Dr. Billings said starting a bachelor’s degree in nursing degree program in Kearney is the most important thing she’s done professionally, and, the most difficult. At the time, there weren’t any baccalaureate programs west of Omaha and Fremont.

“When we were starting the program, the Board of Nursing, the official approval body, was not used to baccalaureate education,” Dr. Billings said. “They really didn’t understand baccalaureate education, so getting the program approved through that process I think was really a major struggle.

“They assumed baccalaureate programs didn’t have that much clinical experience for the student and therefore the student wouldn’t be well qualified when they came out of the program. When we started the program, we had about the same amount of clinical experience as the diploma programs did just for that very reason. The college itself and the administrators of the college were very, very supportive and very helpful in doing that.”
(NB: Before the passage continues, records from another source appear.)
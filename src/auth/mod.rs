//! 认证模块 - JWT + Argon2
//!
//! - [`JwtService`] - 令牌生成与验证
//! - [`CurrentUser`] - 请求上下文中的当前成员
//! - [`middleware::require_auth`] - 认证中间件

mod extractor;
mod jwt;
pub mod middleware;

pub use jwt::{Claims, CurrentUser, JwtConfig, JwtError, JwtService};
Carol Wahl, chief nurse executive for the Good Samaritan Health Systems, said Dr. Billings has contributed much to nursing in Nebraska.

“When you reflect that Judy graduated 977 nurses during her tenure, it must be obvious how directly she influenced patient care at Good Samaritan Hospital,” Wahl said. “Our nursing recruitment and retention committee wanted to honor her for her many years of service and caring. We memorialized their thoughts on a plaque which said: Good Samaritan Hospital Nurses honor Dr. Judith Sims-Billings: “Leader Extraordinaire, Mentor, Visionary, Friend.”

While Dr. Billing’s love for nursing is apparent, it’s her love of the students that most impacts Wahl, she said. “She had an open door policy and always seemed to have her pulse on what was going on. She was supportive of our staff as preceptors and would provide feedback to them when awesome experiences occurred,” Wahl said.

“She is well-known to our staff — in fact she can hardly make it down a hallway without a group of them wanting to share something of themselves. She always facilitated positive relationships between education and service. Judy will be missed in her role of assistant dean — but we know she will continue to influence nursing in Nebraska through other ways.”